Say how many lines in the listing contain the string "Option", giving the number alone.

Records for processing:
*-*-*
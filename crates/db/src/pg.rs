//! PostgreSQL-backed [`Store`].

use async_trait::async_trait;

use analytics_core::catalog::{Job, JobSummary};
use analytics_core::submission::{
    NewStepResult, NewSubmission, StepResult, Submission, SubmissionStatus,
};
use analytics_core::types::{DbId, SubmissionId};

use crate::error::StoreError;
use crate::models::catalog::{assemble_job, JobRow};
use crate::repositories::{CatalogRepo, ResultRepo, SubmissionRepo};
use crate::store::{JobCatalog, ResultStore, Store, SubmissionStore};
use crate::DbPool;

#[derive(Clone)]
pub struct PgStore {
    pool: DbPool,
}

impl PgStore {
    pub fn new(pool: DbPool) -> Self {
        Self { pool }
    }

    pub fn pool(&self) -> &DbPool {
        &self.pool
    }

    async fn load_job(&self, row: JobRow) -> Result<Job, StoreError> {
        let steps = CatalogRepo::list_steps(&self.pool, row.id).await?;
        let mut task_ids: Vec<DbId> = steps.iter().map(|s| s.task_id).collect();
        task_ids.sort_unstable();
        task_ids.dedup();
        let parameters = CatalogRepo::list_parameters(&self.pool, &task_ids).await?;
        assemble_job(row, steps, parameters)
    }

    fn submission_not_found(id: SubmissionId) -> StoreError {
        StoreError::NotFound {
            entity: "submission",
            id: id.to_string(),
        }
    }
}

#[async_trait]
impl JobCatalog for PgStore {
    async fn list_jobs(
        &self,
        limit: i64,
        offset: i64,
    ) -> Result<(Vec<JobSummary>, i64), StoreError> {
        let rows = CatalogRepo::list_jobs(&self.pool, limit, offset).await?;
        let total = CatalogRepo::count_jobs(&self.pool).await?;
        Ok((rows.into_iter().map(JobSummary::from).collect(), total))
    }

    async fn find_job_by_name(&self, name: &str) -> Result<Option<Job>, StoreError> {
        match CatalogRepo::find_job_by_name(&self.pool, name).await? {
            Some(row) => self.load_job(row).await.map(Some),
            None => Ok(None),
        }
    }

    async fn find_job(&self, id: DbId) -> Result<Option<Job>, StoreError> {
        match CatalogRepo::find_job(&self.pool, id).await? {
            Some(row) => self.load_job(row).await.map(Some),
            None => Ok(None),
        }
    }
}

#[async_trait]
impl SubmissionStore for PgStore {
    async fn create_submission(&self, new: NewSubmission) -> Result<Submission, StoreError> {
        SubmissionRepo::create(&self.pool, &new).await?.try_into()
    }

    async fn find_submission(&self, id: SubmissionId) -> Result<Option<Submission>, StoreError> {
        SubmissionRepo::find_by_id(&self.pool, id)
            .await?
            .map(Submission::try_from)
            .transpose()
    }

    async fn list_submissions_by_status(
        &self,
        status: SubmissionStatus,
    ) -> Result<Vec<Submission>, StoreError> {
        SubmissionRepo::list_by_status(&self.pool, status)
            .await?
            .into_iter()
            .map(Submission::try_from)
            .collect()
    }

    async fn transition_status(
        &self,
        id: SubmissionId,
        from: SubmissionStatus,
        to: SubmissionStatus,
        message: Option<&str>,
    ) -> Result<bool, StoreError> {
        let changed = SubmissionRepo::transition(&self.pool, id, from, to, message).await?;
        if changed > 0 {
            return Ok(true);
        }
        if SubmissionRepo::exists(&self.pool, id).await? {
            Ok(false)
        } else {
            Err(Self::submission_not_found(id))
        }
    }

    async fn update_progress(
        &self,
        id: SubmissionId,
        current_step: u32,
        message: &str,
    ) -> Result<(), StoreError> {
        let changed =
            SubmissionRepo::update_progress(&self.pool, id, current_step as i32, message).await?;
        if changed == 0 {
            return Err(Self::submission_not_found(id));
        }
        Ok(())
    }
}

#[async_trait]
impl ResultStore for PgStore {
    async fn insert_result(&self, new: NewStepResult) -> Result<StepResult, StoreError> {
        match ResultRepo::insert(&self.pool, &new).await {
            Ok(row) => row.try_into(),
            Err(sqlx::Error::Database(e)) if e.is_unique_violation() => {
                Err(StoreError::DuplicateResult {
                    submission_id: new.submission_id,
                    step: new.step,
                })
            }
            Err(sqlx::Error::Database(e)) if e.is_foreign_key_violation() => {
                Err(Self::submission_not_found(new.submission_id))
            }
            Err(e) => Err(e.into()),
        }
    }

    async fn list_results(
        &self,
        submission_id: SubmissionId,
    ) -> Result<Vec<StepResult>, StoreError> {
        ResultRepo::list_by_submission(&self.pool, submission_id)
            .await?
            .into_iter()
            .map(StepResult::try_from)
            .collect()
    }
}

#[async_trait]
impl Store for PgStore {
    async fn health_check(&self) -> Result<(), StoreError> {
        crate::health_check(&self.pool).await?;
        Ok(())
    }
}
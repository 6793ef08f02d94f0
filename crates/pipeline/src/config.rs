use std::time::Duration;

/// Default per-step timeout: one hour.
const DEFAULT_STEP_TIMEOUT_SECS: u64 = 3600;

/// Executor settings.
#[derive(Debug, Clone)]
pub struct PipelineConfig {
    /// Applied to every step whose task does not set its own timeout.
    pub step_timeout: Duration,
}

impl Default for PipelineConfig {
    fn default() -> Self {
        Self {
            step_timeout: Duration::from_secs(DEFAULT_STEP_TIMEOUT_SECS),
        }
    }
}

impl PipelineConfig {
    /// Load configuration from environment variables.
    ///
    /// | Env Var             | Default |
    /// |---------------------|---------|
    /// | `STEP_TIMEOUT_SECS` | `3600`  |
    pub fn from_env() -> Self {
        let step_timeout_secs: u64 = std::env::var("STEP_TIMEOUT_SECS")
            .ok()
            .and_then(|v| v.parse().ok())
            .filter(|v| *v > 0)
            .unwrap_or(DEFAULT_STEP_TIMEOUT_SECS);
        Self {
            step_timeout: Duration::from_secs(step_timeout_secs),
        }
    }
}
*-*-*
Exercise answer: 4